BRIEF – Each line of the data that includes "bytes" must be copied.

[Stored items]

......

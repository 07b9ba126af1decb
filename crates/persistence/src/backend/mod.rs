// Copyright (C) 2026 Fred Clausen
// Use of this source code is governed by an MIT-style
// license that can be found in the LICENSE file or at
// https://opensource.org/licenses/MIT.

//! Database backend-specific code.
//!
//! Connection setup, migrations and PRAGMA configuration live here. All
//! reads and writes of state live in `queries/` and `mutations/` and use
//! Diesel DSL only.

pub mod sqlite;
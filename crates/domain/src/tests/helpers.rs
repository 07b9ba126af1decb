// Copyright (C) 2026 Fred Clausen
// Use of this source code is governed by an MIT-style
// license that can be found in the LICENSE file or at
// https://opensource.org/licenses/MIT.

use crate::{
    Category, Coordinator, EventId, EventRecord, LeaderEntry, MemberEntry, RegistrationRecord,
};

pub fn create_test_event(id: &str, title: &str, team_size: &str) -> EventRecord {
    EventRecord {
        id: EventId::new(id),
        title: String::from(title),
        subtitle: None,
        category: Category::Technical,
        team_size: String::from(team_size),
        description: String::from("Test event"),
        rules: vec![String::from("Be on time")],
        venue: Some(String::from("Main Stage")),
        date: Some(String::from("2024-11-18")),
        time: Some(String::from("5:00 PM")),
        image: None,
        coordinator: Coordinator {
            name: String::from("Rahul Sharma"),
            contact: String::from("9876543215"),
        },
    }
}

pub fn create_test_leader() -> LeaderEntry {
    LeaderEntry::new("Asha Rao", "asha@example.com", "9876543210")
}

/// A record with a team name, a complete leader and `members` complete members.
pub fn create_test_record(members: usize) -> RegistrationRecord {
    RegistrationRecord {
        team_name: String::from("Byte Busters"),
        leader: create_test_leader(),
        members: (1..=members)
            .map(|n| MemberEntry::new(&format!("Member {n}"), &format!("member{n}@example.com")))
            .collect(),
    }
}
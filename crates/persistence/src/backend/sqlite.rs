// Copyright (C) 2026 Fred Clausen
// Use of this source code is governed by an MIT-style
// license that can be found in the LICENSE file or at
// https://opensource.org/licenses/MIT.

//! Opening and preparing the `SQLite` store.

use diesel::{Connection, RunQueryDsl, SqliteConnection};
use diesel_migrations::{EmbeddedMigrations, MigrationHarness, embed_migrations};
use tracing::{debug, info};

use crate::error::PersistenceError;

/// Schema for the `kv_entries` table.
pub const MIGRATIONS: EmbeddedMigrations = embed_migrations!("migrations");

/// How long a writer waits on a locked file database, in milliseconds.
const BUSY_TIMEOUT_MS: u32 = 5_000;

/// Applies any migrations the connection has not seen yet.
///
/// # Errors
///
/// Returns `PersistenceError::MigrationFailed` if a migration fails.
pub fn run_migrations(conn: &mut SqliteConnection) -> Result<(), PersistenceError> {
    let applied = conn
        .run_pending_migrations(MIGRATIONS)
        .map_err(|e| PersistenceError::MigrationFailed(e.to_string()))?;
    info!(applied = applied.len(), "Applied state store migrations");
    Ok(())
}

/// Opens a connection and brings the schema up to date.
///
/// # Arguments
///
/// * `database_url` - A file path or an `SQLite` URI such as
///   `file:name?mode=memory&cache=shared`
///
/// # Errors
///
/// Returns an error if the database cannot be opened or migrated.
pub fn initialize_database(database_url: &str) -> Result<SqliteConnection, PersistenceError> {
    debug!(database_url, "Opening state store");

    let mut conn: SqliteConnection = SqliteConnection::establish(database_url)?;
    run_migrations(&mut conn)?;

    Ok(conn)
}

/// Prepares a file database for use by several server processes.
///
/// Switches the journal to WAL and sets a busy timeout so a second writer
/// waits instead of failing on a locked file.
///
/// # Errors
///
/// Returns an error if a PRAGMA statement fails.
pub fn enable_wal_mode(conn: &mut SqliteConnection) -> Result<(), PersistenceError> {
    // Diesel has no PRAGMA DSL.
    diesel::sql_query("PRAGMA journal_mode = WAL").execute(conn)?;
    diesel::sql_query(format!("PRAGMA busy_timeout = {BUSY_TIMEOUT_MS}")).execute(conn)?;
    Ok(())
}
// Copyright (C) 2026 Fred Clausen
// Use of this source code is governed by an MIT-style
// license that can be found in the LICENSE file or at
// https://opensource.org/licenses/MIT.

use crate::state::{RegistrationStore, SelectionSet, SessionContext};
use sambhram_domain::{LeaderEntry, PersonalDetails};

fn fill_if_empty(current: &mut String, candidate: &str) {
    if current.trim().is_empty() {
        *current = candidate.to_string();
    }
}

/// Fills empty personal contact fields from a team leader's details.
///
/// The leader comes from the first selected team event, in selection order,
/// whose record has a leader name or phone. Only `name`, `email` and
/// `mobile` are touched, and only when blank.
#[must_use]
pub fn prefill_from_team_leader(
    context: &SessionContext,
    selection: &SelectionSet,
    store: &RegistrationStore,
    personal: &PersonalDetails,
) -> PersonalDetails {
    let leader: Option<&LeaderEntry> = selection
        .ids()
        .iter()
        .filter(|id| {
            context
                .catalog
                .requirement(id)
                .is_some_and(|requirement| requirement.is_team)
        })
        .filter_map(|id| store.find(id))
        .map(|record| &record.leader)
        .find(|leader| !leader.name.is_empty() || !leader.phone.is_empty());

    let mut updated: PersonalDetails = personal.clone();
    if let Some(leader) = leader {
        fill_if_empty(&mut updated.name, &leader.name);
        fill_if_empty(&mut updated.email, &leader.email);
        fill_if_empty(&mut updated.mobile, &leader.phone);
    }
    updated
}
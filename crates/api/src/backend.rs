// Copyright (C) 2026 Fred Clausen
// Use of this source code is governed by an MIT-style
// license that can be found in the LICENSE file or at
// https://opensource.org/licenses/MIT.

//! The order backend seam.

use async_trait::async_trait;
use serde::Deserialize;
use tracing::{debug, warn};

use crate::error::ApiError;
use crate::request_response::{OrderRequest, OrderResponse};

/// Path of the order creation endpoint, relative to the backend base URL.
pub const ORDER_PATH: &str = "/api/v1/auth/payment";

/// Creates payment orders for a checkout.
#[async_trait]
pub trait OrderBackend: Send + Sync {
    /// Submits a checkout and returns the backend's raw answer.
    ///
    /// # Errors
    ///
    /// Returns `ApiError::Backend` if the request cannot be completed.
    async fn create_order(&self, request: &OrderRequest) -> Result<OrderResponse, ApiError>;
}

/// Error body the backend sends with non-2xx answers.
#[derive(Deserialize)]
struct BackendErrorBody {
    message: Option<String>,
}

/// `OrderBackend` over HTTP.
#[derive(Debug, Clone)]
pub struct HttpOrderBackend {
    base_url: String,
    client: reqwest::Client,
}

impl HttpOrderBackend {
    /// Creates a backend client for the given base URL.
    #[must_use]
    pub fn new(base_url: &str) -> Self {
        Self {
            base_url: base_url.trim_end_matches('/').to_string(),
            client: reqwest::Client::new(),
        }
    }

    /// The full order creation URL.
    #[must_use]
    pub fn endpoint(&self) -> String {
        format!("{}{ORDER_PATH}", self.base_url)
    }
}

#[async_trait]
impl OrderBackend for HttpOrderBackend {
    async fn create_order(&self, request: &OrderRequest) -> Result<OrderResponse, ApiError> {
        let url: String = self.endpoint();
        debug!(%url, amount = request.amount, "Creating payment order");

        let response: reqwest::Response = self
            .client
            .post(&url)
            .json(request)
            .send()
            .await
            .map_err(|e| ApiError::Backend {
                message: e.to_string(),
            })?;

        let status: reqwest::StatusCode = response.status();
        if !status.is_success() {
            let body: String = response.text().await.unwrap_or_default();
            let message: String = serde_json::from_str::<BackendErrorBody>(&body)
                .ok()
                .and_then(|b| b.message)
                .unwrap_or_else(|| format!("order backend answered {status}"));
            warn!(%status, %message, "Order backend rejected checkout");
            return Err(ApiError::Backend { message });
        }

        response
            .json::<OrderResponse>()
            .await
            .map_err(|e| ApiError::Backend {
                message: format!("Invalid response from payment server: {e}"),
            })
    }
}
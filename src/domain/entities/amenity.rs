//! Amenity entity: a feature a place can offer (Wifi, pool, ...).

use chrono::{DateTime, Utc};
use serde::{Deserialize, Serialize};

use super::object::{Entity, Object, ObjectKind, new_id};

#[derive(Debug, Clone, PartialEq, Serialize, Deserialize)]
pub struct Amenity {
    pub id: String,
    pub created_at: DateTime<Utc>,
    pub updated_at: DateTime<Utc>,
    #[serde(default)]
    pub name: String,
}

impl Amenity {
    /// Creates an amenity with a fresh id and timestamps.
    pub fn new(new_amenity: NewAmenity) -> Self {
        let now = Utc::now();
        Self {
            id: new_id(),
            created_at: now,
            updated_at: now,
            name: new_amenity.name,
        }
    }

    /// Applies a patch and bumps `updated_at`.
    pub fn apply(&mut self, patch: AmenityPatch) {
        if let Some(name) = patch.name {
            self.name = name;
        }
        self.updated_at = Utc::now();
    }
}

/// Input data for creating a new amenity.
#[derive(Debug, Clone)]
pub struct NewAmenity {
    pub name: String,
}

/// Mutable amenity fields.
#[derive(Debug, Clone, Default)]
pub struct AmenityPatch {
    pub name: Option<String>,
}

impl From<Amenity> for Object {
    fn from(amenity: Amenity) -> Self {
        Object::Amenity(amenity)
    }
}

impl Entity for Amenity {
    const KIND: ObjectKind = ObjectKind::Amenity;

    fn id(&self) -> &str {
        &self.id
    }

    fn created_at(&self) -> DateTime<Utc> {
        self.created_at
    }

    fn from_object(object: Object) -> Option<Self> {
        match object {
            Object::Amenity(amenity) => Some(amenity),
            _ => None,
        }
    }
}

#[cfg(test)]
mod tests {
    use super::*;

    #[test]
    fn test_amenity_creation() {
        let amenity = Amenity::new(NewAmenity {
            name: "Wifi".to_string(),
        });

        assert_eq!(amenity.name, "Wifi");
        assert!(!amenity.id.is_empty());
        assert_eq!(amenity.created_at, amenity.updated_at);
    }

    #[test]
    fn test_amenity_ids_are_unique() {
        let a = Amenity::new(NewAmenity {
            name: "A".to_string(),
        });
        let b = Amenity::new(NewAmenity {
            name: "A".to_string(),
        });

        assert_ne!(a.id, b.id);
    }

    #[test]
    fn test_apply_patch() {
        let mut amenity = Amenity::new(NewAmenity {
            name: "Wifi".to_string(),
        });
        let id = amenity.id.clone();
        let created_at = amenity.created_at;

        amenity.apply(AmenityPatch {
            name: Some("Fast Wifi".to_string()),
        });

        assert_eq!(amenity.name, "Fast Wifi");
        assert_eq!(amenity.id, id);
        assert_eq!(amenity.created_at, created_at);
        assert!(amenity.updated_at >= created_at);
    }

    #[test]
    fn test_apply_empty_patch_keeps_name() {
        let mut amenity = Amenity::new(NewAmenity {
            name: "Wifi".to_string(),
        });

        amenity.apply(AmenityPatch::default());

        assert_eq!(amenity.name, "Wifi");
    }
}
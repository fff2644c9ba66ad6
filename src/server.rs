//! HTTP server initialization and runtime setup.
//!
//! Opens the configured storage backend and runs the Axum server until a
//! shutdown signal arrives.

use crate::config::Config;
use crate::infrastructure::persistence;
use crate::routes::app_router;
use crate::state::AppState;

use anyhow::{Context, Result};
use axum::ServiceExt;
use axum::extract::Request;
use std::net::SocketAddr;

/// Runs the HTTP server with the given configuration.
///
/// # Errors
///
/// Returns an error if:
/// - Storage cannot be opened
/// - Server bind fails
/// - Server runtime error occurs
pub async fn run(config: Config) -> Result<()> {
    let storage = persistence::connect(&config).await?;
    let state = AppState::new(storage);

    let app = app_router(state);

    let addr: SocketAddr = config
        .listen_addr
        .parse()
        .with_context(|| format!("Invalid LISTEN address: {}", config.listen_addr))?;
    let listener = tokio::net::TcpListener::bind(addr).await?;
    tracing::info!("Listening on http://{addr}");

    axum::serve(listener, ServiceExt::<Request>::into_make_service(app))
        .with_graceful_shutdown(shutdown_signal())
        .await?;

    tracing::info!("Server stopped");
    Ok(())
}

async fn shutdown_signal() {
    let ctrl_c = async {
        if let Err(e) = tokio::signal::ctrl_c().await {
            tracing::error!(error = %e, "Failed to listen for Ctrl+C");
            std::future::pending::<()>().await;
        }
    };

    #[cfg(unix)]
    let terminate = async {
        match tokio::signal::unix::signal(tokio::signal::unix::SignalKind::terminate()) {
            Ok(mut signal) => {
                signal.recv().await;
            }
            Err(e) => {
                tracing::error!(error = %e, "Failed to listen for SIGTERM");
                std::future::pending::<()>().await;
            }
        }
    };

    #[cfg(not(unix))]
    let terminate = std::future::pending::<()>();

    tokio::select! {
        () = ctrl_c => {},
        () = terminate => {},
    }

    tracing::info!("Shutdown signal received");
}
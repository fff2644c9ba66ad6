//! In-process storage backend.

use std::collections::HashMap;

use async_trait::async_trait;
use tokio::sync::RwLock;

use crate::domain::entities::{Object, ObjectKind, object_key};
use crate::domain::repositories::{Storage, StorageError};

/// Map of storage key (`<Class>.<id>`) to object.
pub type ObjectMap = HashMap<String, Object>;

/// Storage kept entirely in memory.
///
/// Changes are visible immediately and `save` has nothing to flush.
#[derive(Default)]
pub struct MemoryStorage {
    objects: RwLock<ObjectMap>,
}

impl MemoryStorage {
    pub fn new() -> Self {
        Self::default()
    }

    /// Creates a storage pre-populated with `objects`.
    ///
    /// # Errors
    ///
    /// Returns [`StorageError::KeyMismatch`] if a key does not match the
    /// class and id of its object.
    pub fn from_objects(objects: ObjectMap) -> Result<Self, StorageError> {
        check_keys(&objects)?;

        Ok(Self {
            objects: RwLock::new(objects),
        })
    }
}

/// Fails with [`StorageError::KeyMismatch`] on the first key that is not the
/// `<Class>.<id>` of its object.
pub fn check_keys(objects: &ObjectMap) -> Result<(), StorageError> {
    match objects.iter().find(|(key, object)| **key != object.key()) {
        Some((key, _)) => Err(StorageError::KeyMismatch { key: key.clone() }),
        None => Ok(()),
    }
}

#[async_trait]
impl Storage for MemoryStorage {
    async fn all(&self, kind: ObjectKind) -> Result<HashMap<String, Object>, StorageError> {
        let objects = self.objects.read().await;
        Ok(objects
            .values()
            .filter(|object| object.kind() == kind)
            .map(|object| (object.id().to_string(), object.clone()))
            .collect())
    }

    async fn get(&self, kind: ObjectKind, id: &str) -> Result<Option<Object>, StorageError> {
        let objects = self.objects.read().await;
        Ok(objects.get(&object_key(kind, id)).cloned())
    }

    async fn insert(&self, object: Object) -> Result<(), StorageError> {
        self.objects.write().await.insert(object.key(), object);
        Ok(())
    }

    async fn delete(&self, object: &Object) -> Result<(), StorageError> {
        self.objects.write().await.remove(&object.key());
        Ok(())
    }

    async fn save(&self) -> Result<(), StorageError> {
        Ok(())
    }

    async fn count(&self, kind: ObjectKind) -> Result<usize, StorageError> {
        let objects = self.objects.read().await;
        Ok(objects.values().filter(|object| object.kind() == kind).count())
    }
}
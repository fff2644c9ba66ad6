//! Review request bodies.

use crate::api::dto::fields::{log_ignored, require, string_field};
use crate::api::extract::JsonBody;
use crate::domain::entities::{NewReview, ReviewPatch};
use crate::error::AppError;

const FIELDS: &[&str] = &["user_id", "place_id", "text"];

/// `place_id` comes from the route; a body value is ignored.
impl TryFrom<&JsonBody> for NewReview {
    type Error = AppError;

    fn try_from(body: &JsonBody) -> Result<Self, Self::Error> {
        require(body, &["user_id", "text"])?;
        log_ignored(body, "Review", FIELDS);

        Ok(Self {
            user_id: string_field(body, "user_id")?.unwrap_or_default(),
            text: string_field(body, "text")?.unwrap_or_default(),
        })
    }
}

impl TryFrom<&JsonBody> for ReviewPatch {
    type Error = AppError;

    fn try_from(body: &JsonBody) -> Result<Self, Self::Error> {
        log_ignored(body, "Review", FIELDS);

        Ok(Self {
            text: string_field(body, "text")?,
        })
    }
}
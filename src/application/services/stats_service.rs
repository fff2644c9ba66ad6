//! Object count statistics.

use std::sync::Arc;

use crate::domain::entities::ObjectKind;
use crate::domain::repositories::Storage;
use crate::error::AppError;

/// Number of stored objects per class.
#[derive(Debug, Clone, Copy, Default, PartialEq, Eq)]
pub struct ObjectCounts {
    pub amenities: usize,
    pub places: usize,
    pub reviews: usize,
    pub users: usize,
}

/// Service for storage-wide statistics and health.
pub struct StatsService<S: Storage + ?Sized> {
    storage: Arc<S>,
}

impl<S: Storage + ?Sized> StatsService<S> {
    pub fn new(storage: Arc<S>) -> Self {
        Self { storage }
    }

    /// Counts stored objects of every class.
    ///
    /// # Errors
    ///
    /// Returns [`AppError::Storage`] on backend failures.
    pub async fn counts(&self) -> Result<ObjectCounts, AppError> {
        Ok(ObjectCounts {
            amenities: self.storage.count(ObjectKind::Amenity).await?,
            places: self.storage.count(ObjectKind::Place).await?,
            reviews: self.storage.count(ObjectKind::Review).await?,
            users: self.storage.count(ObjectKind::User).await?,
        })
    }

    /// Checks that the storage backend is reachable.
    ///
    /// # Errors
    ///
    /// Returns [`AppError::Storage`] if it is not.
    pub async fn check_storage(&self) -> Result<(), AppError> {
        self.storage.check().await?;
        Ok(())
    }
}

#[cfg(test)]
mod tests {
    use super::*;
    use crate::domain::repositories::MockStorage;

    #[tokio::test]
    async fn test_counts_per_kind() {
        let mut mock_storage = MockStorage::new();

        mock_storage.expect_count().times(4).returning(|kind| {
            Ok(match kind {
                ObjectKind::Amenity => 3,
                ObjectKind::Place => 2,
                ObjectKind::Review => 1,
                ObjectKind::User => 5,
            })
        });

        let service = StatsService::new(Arc::new(mock_storage));

        let counts = service.counts().await.unwrap();

        assert_eq!(
            counts,
            ObjectCounts {
                amenities: 3,
                places: 2,
                reviews: 1,
                users: 5,
            }
        );
    }
}
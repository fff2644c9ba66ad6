//! Top-level router configuration.
//!
//! # Route Structure
//!
//! - `/*`        - Resource and index routes
//! - `/api/v1/*` - The same routes under the versioned prefix
//!
//! Anything else answers `404 {"error": "Not found"}`.
//!
//! # Middleware
//!
//! - **Tracing** - Structured request/response logging
//! - **Path normalization** - Trailing slash handling

use crate::api;
use crate::api::handlers::not_found_handler;
use crate::api::middleware::tracing;
use crate::state::AppState;
use axum::Router;
use tower::Layer;
use tower_http::normalize_path::{NormalizePath, NormalizePathLayer};

/// Constructs the application router with all routes and middleware.
///
/// Trailing slashes are trimmed before routing, so `/amenities/` and
/// `/amenities` reach the same handler.
pub fn app_router(state: AppState) -> NormalizePath<Router> {
    let router = Router::new()
        .merge(api::routes::resource_routes())
        .nest("/api/v1", api::routes::resource_routes())
        .fallback(not_found_handler)
        .with_state(state)
        .layer(tracing::layer());

    NormalizePathLayer::trim_trailing_slash().layer(router)
}
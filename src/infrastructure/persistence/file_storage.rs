//! JSON file storage backend.

use std::collections::BTreeMap;
use std::collections::HashMap;
use std::ffi::OsString;
use std::path::{Path, PathBuf};
use std::time::SystemTime;

use async_trait::async_trait;
use tokio::sync::{Mutex, RwLock};

use super::memory_storage::{ObjectMap, check_keys};
use super::pending::{PendingChange, PendingChanges};
use crate::domain::entities::{Object, ObjectKind, object_key};
use crate::domain::repositories::{Storage, StorageError};

/// Modification time and size of the storage file, `None` when it is absent.
#[derive(Debug, Clone, Copy, PartialEq, Eq)]
struct FileStamp {
    modified: Option<SystemTime>,
    len: u64,
}

/// Last observed contents of the storage file.
#[derive(Debug, Default)]
struct DiskCache {
    stamp: Option<FileStamp>,
    objects: ObjectMap,
}

/// Storage persisted as a single JSON document.
///
/// The document maps `<Class>.<id>` keys to serialized objects. Other
/// processes (the `admin` tool, another server) may write the same file:
/// reads reload it whenever its modification stamp changes, and
/// [`Storage::save`] re-reads it and applies only this instance's staged
/// changes before rewriting it through a temporary file and a rename.
pub struct FileStorage {
    path: PathBuf,
    disk: RwLock<DiskCache>,
    pending: Mutex<PendingChanges>,
}

impl FileStorage {
    /// Opens the storage file, treating a missing or empty file as empty storage.
    ///
    /// # Errors
    ///
    /// Returns [`StorageError::Io`] if the file cannot be read,
    /// [`StorageError::Serialization`] if it is not a valid object map and
    /// [`StorageError::KeyMismatch`] if a key disagrees with its object.
    pub async fn open(path: impl Into<PathBuf>) -> Result<Self, StorageError> {
        let path = path.into();
        let stamp = stamp(&path).await?;
        let objects = load(&path).await?;
        tracing::debug!(path = %path.display(), count = objects.len(), "storage file loaded");

        Ok(Self {
            path,
            disk: RwLock::new(DiskCache { stamp, objects }),
            pending: Mutex::new(PendingChanges::default()),
        })
    }

    pub fn path(&self) -> &Path {
        &self.path
    }

    /// Reloads the cached document if the file changed since it was read.
    async fn refresh(&self) -> Result<(), StorageError> {
        let current = stamp(&self.path).await?;
        if self.disk.read().await.stamp == current {
            return Ok(());
        }

        let objects = load(&self.path).await?;
        tracing::debug!(path = %self.path.display(), count = objects.len(), "storage file reloaded");
        *self.disk.write().await = DiskCache {
            stamp: current,
            objects,
        };
        Ok(())
    }

    /// Per-process temporary file next to the storage file.
    fn tmp_path(&self) -> PathBuf {
        let mut name = OsString::from(self.path.as_os_str());
        name.push(format!(".{}.tmp", std::process::id()));
        PathBuf::from(name)
    }
}

async fn stamp(path: &Path) -> Result<Option<FileStamp>, StorageError> {
    match tokio::fs::metadata(path).await {
        Ok(metadata) => Ok(Some(FileStamp {
            modified: metadata.modified().ok(),
            len: metadata.len(),
        })),
        Err(e) if e.kind() == std::io::ErrorKind::NotFound => Ok(None),
        Err(e) => Err(e.into()),
    }
}

async fn load(path: &Path) -> Result<ObjectMap, StorageError> {
    let bytes = match tokio::fs::read(path).await {
        Ok(bytes) => bytes,
        Err(e) if e.kind() == std::io::ErrorKind::NotFound => return Ok(ObjectMap::new()),
        Err(e) => return Err(e.into()),
    };

    if bytes.iter().all(u8::is_ascii_whitespace) {
        return Ok(ObjectMap::new());
    }

    let objects: ObjectMap = serde_json::from_slice(&bytes)?;
    check_keys(&objects)?;
    Ok(objects)
}

#[async_trait]
impl Storage for FileStorage {
    async fn all(&self, kind: ObjectKind) -> Result<HashMap<String, Object>, StorageError> {
        self.refresh().await?;

        let mut objects: HashMap<String, Object> = self
            .disk
            .read()
            .await
            .objects
            .values()
            .filter(|object| object.kind() == kind)
            .map(|object| (object.id().to_string(), object.clone()))
            .collect();

        self.pending.lock().await.overlay(kind, &mut objects);
        Ok(objects)
    }

    async fn get(&self, kind: ObjectKind, id: &str) -> Result<Option<Object>, StorageError> {
        match self.pending.lock().await.get(kind, id) {
            Some(PendingChange::Upsert(object)) => return Ok(Some(object.clone())),
            Some(PendingChange::Delete { .. }) => return Ok(None),
            None => {}
        }

        self.refresh().await?;
        Ok(self.disk.read().await.objects.get(&object_key(kind, id)).cloned())
    }

    async fn insert(&self, object: Object) -> Result<(), StorageError> {
        self.pending.lock().await.upsert(object);
        Ok(())
    }

    async fn delete(&self, object: &Object) -> Result<(), StorageError> {
        self.pending.lock().await.delete(object);
        Ok(())
    }

    async fn save(&self) -> Result<(), StorageError> {
        let mut pending = self.pending.lock().await;
        if pending.is_empty() {
            return Ok(());
        }

        let mut objects = load(&self.path).await?;
        pending.apply(&mut objects);

        let sorted: BTreeMap<&String, &Object> = objects.iter().collect();
        let json = serde_json::to_vec_pretty(&sorted)?;

        let tmp_path = self.tmp_path();
        tokio::fs::write(&tmp_path, json).await?;
        if let Err(e) = tokio::fs::rename(&tmp_path, &self.path).await {
            let _ = tokio::fs::remove_file(&tmp_path).await;
            return Err(e.into());
        }

        let current = stamp(&self.path).await?;
        tracing::debug!(
            path = %self.path.display(),
            changes = pending.len(),
            count = objects.len(),
            "storage file saved"
        );
        *self.disk.write().await = DiskCache {
            stamp: current,
            objects,
        };
        pending.clear();

        Ok(())
    }

    async fn check(&self) -> Result<(), StorageError> {
        let dir = match self.path.parent() {
            Some(parent) if !parent.as_os_str().is_empty() => parent,
            _ => Path::new("."),
        };
        tokio::fs::metadata(dir).await?;
        Ok(())
    }
}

......

RESPONSE TO THIS TASK –
    let bytes = match tokio::fs::read(path).await {
        Ok(bytes) => bytes,
    if bytes.iter().all(u8::is_ascii_whitespace) {
    let objects: ObjectMap = serde_json::from_slice(&bytes)?;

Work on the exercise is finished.